Pesan Rusia untuk kolaborator Italia?

(Untuk Andrea Cucco)
22/02/24

Kementerian Pertahanan Federasi Rusia menjadi berita utama dalam sebuah pernyataan hari ini: “Prajurit Rusia dari Kelompok Pasukan Tsentr, yang membebaskan Avdeyevka, menempatkan gudang senjata dan amunisi NATO di markas AFU. (Angkatan Darat Ukraina, ed.) ditangkap".

Militan Ukraina, meninggalkan posisi benteng mereka dengan panik, meninggalkan lebih dari 20 peluncur granat dari berbagai jenis, termasuk yang otomatis. Tim penyerang juga menemukan lusinan senapan serbu Kalashnikov ditinggalkan selama penarikan terorganisir, lebih dari 200 tambang buatan Polandia, granat Amerika dan beberapa ribu amunisi yang diproduksi di Italia. Detasemen penyerangan juga menangkap terminal sistem satelit global Starlink sebagai piala, yang digunakan oleh AFU untuk orientasi, komunikasi, dan transmisi sinyal dari quadcopter. Selain itu, salah satu quadcopter berat ini, yang populer disebut Baba Yaga, ditemukan dalam keadaan utuh. Militer Rusia terus memeriksa tempat perlindungan tempat pasukan Ukraina bersembunyi di Avdeyevka dan setiap hari menambah koleksi senjata piala yang tidak lagi dibutuhkan AFU.

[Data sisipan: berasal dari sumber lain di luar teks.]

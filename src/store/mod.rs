//! Embedded single-writer store.
//!
//! One SQLite file holds every persisted entity: files, spans, chunks,
//! embeddings, the FTS projection, reference edges, memories, sessions and
//! the operational tables. All writes are serialized through one connection
//! guarded by a mutex; reads go through the same connection via short
//! critical sections executed on the blocking pool.
//!
//! Referential integrity is enforced with `ON DELETE CASCADE` foreign keys
//! (file ⇢ span ⇢ chunk ⇢ embedding, span ⇢ reference) and FTS triggers, so
//! removing a file leaves no orphans.

mod files;
mod memory;
mod schema;
mod search;
mod sessions;

pub use memory::MemoryFilter;
pub use memory::MemoryLink;
pub use search::FtsHit;
pub use search::SymbolHit;
pub use search::VectorHit;
pub use sessions::JobStatus;
pub use sessions::RerankCacheRow;

use std::path::Path;
use std::path::PathBuf;
use std::sync::Arc;
use std::sync::Mutex;

use rusqlite::Connection;
use tokio::task::spawn_blocking;

use crate::error::EngineError;
use crate::error::Result;

/// Handle to the embedded store. Cheap to clone.
#[derive(Clone)]
pub struct Store {
    conn: Arc<Mutex<Connection>>,
    path: PathBuf,
}

impl Store {
    /// Open or create the store at `data_dir/ctxpack.db` and run migrations.
    pub fn open(data_dir: &Path) -> Result<Self> {
        std::fs::create_dir_all(data_dir)?;
        let db_path = data_dir.join("ctxpack.db");
        let conn = Connection::open(&db_path)?;
        Self::init(conn, db_path)
    }

    /// Open an in-memory store. Used by tests and ephemeral runs.
    pub fn open_in_memory() -> Result<Self> {
        let conn = Connection::open_in_memory()?;
        Self::init(conn, PathBuf::from(":memory:"))
    }

    fn init(conn: Connection, path: PathBuf) -> Result<Self> {
        // recursive_triggers makes foreign-key cascade deletes fire the FTS
        // maintenance triggers, which the no-orphans invariant depends on.
        conn.execute_batch(
            "PRAGMA journal_mode = WAL;
             PRAGMA busy_timeout = 5000;
             PRAGMA synchronous = NORMAL;
             PRAGMA foreign_keys = ON;
             PRAGMA recursive_triggers = ON;",
        )
        .map_err(|e| EngineError::store_io("pragma init", e))?;

        schema::apply_migrations(&conn)?;

        Ok(Self {
            conn: Arc::new(Mutex::new(conn)),
            path,
        })
    }

    /// Database file path (`:memory:` for ephemeral stores).
    pub fn path(&self) -> &Path {
        &self.path
    }

    /// Run a closure against the connection on the blocking pool.
    ///
    /// Writes and reads share one connection, which serializes writes per the
    /// single-writer model; the mutex critical section is the length of the
    /// closure.
    pub(crate) async fn with_conn<F, T>(&self, f: F) -> Result<T>
    where
        F: FnOnce(&Connection) -> Result<T> + Send + 'static,
        T: Send + 'static,
    {
        let conn = Arc::clone(&self.conn);
        spawn_blocking(move || {
            let guard = conn.lock().map_err(|_| EngineError::StoreCorruption {
                detail: "store mutex poisoned".to_string(),
            })?;
            f(&guard)
        })
        .await
        .map_err(|e| EngineError::store_io("spawn_blocking", e))?
    }

    /// Health probe: full integrity and foreign-key check.
    ///
    /// A failing check is fatal to the process; the caller is expected to
    /// abort rather than continue on a corrupt store.
    pub async fn integrity_check(&self) -> Result<()> {
        self.with_conn(|conn| {
            let verdict: String = conn
                .query_row("PRAGMA integrity_check", [], |row| row.get(0))
                .map_err(|e| EngineError::store_io("integrity_check", e))?;
            if verdict != "ok" {
                return Err(EngineError::StoreCorruption { detail: verdict });
            }
            let mut stmt = conn
                .prepare("PRAGMA foreign_key_check")
                .map_err(|e| EngineError::store_io("foreign_key_check", e))?;
            let mut rows = stmt
                .query([])
                .map_err(|e| EngineError::store_io("foreign_key_check", e))?;
            if let Some(row) = rows.next().map_err(|e| EngineError::store_io("foreign_key_check", e))? {
                let table: String = row.get(0).unwrap_or_default();
                return Err(EngineError::StoreCorruption {
                    detail: format!("dangling foreign key in `{table}`"),
                });
            }
            Ok(())
        })
        .await
    }

    /// Current schema version.
    pub async fn schema_version(&self) -> Result<i64> {
        self.with_conn(|conn| {
            conn.query_row(
                "SELECT COALESCE(MAX(version), 0) FROM schema_version",
                [],
                |row| row.get(0),
            )
            .map_err(|e| EngineError::store_io("schema_version", e))
        })
        .await
    }
}

impl std::fmt::Debug for Store {
    fn fmt(&self, f: &mut std::fmt::Formatter<'_>) -> std::fmt::Result {
        f.debug_struct("Store").field("path", &self.path).finish()
    }
}

#[cfg(test)]
#[path = "mod.test.rs"]
mod tests;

Setelah melarang produksi ranjau anti-personil nasional selama seperempat abad (kami adalah pemimpin dunia dan Konvensi Ottawa, pada kenyataannya, tidak mengikuti kompetisi utama) dan menyimpan granat tangan yang berasal dari tahun 1935 sebagai cadangan selama hampir satu abad (penggantian baru saja dimulai), sepertinya di Italia kita lupa memboikot produksi amunisi...

Akankah kita melihat dalam beberapa hari ke depan siapa, setelah melucuti dan menyabotase pertahanan kita selama bertahun-tahun, yang akan menimbulkan kontroversi baru?

Dan jika demikian, apakah itu karena pengkhianatan atau - sejujurnya - benar-benar "demi perdamaian"?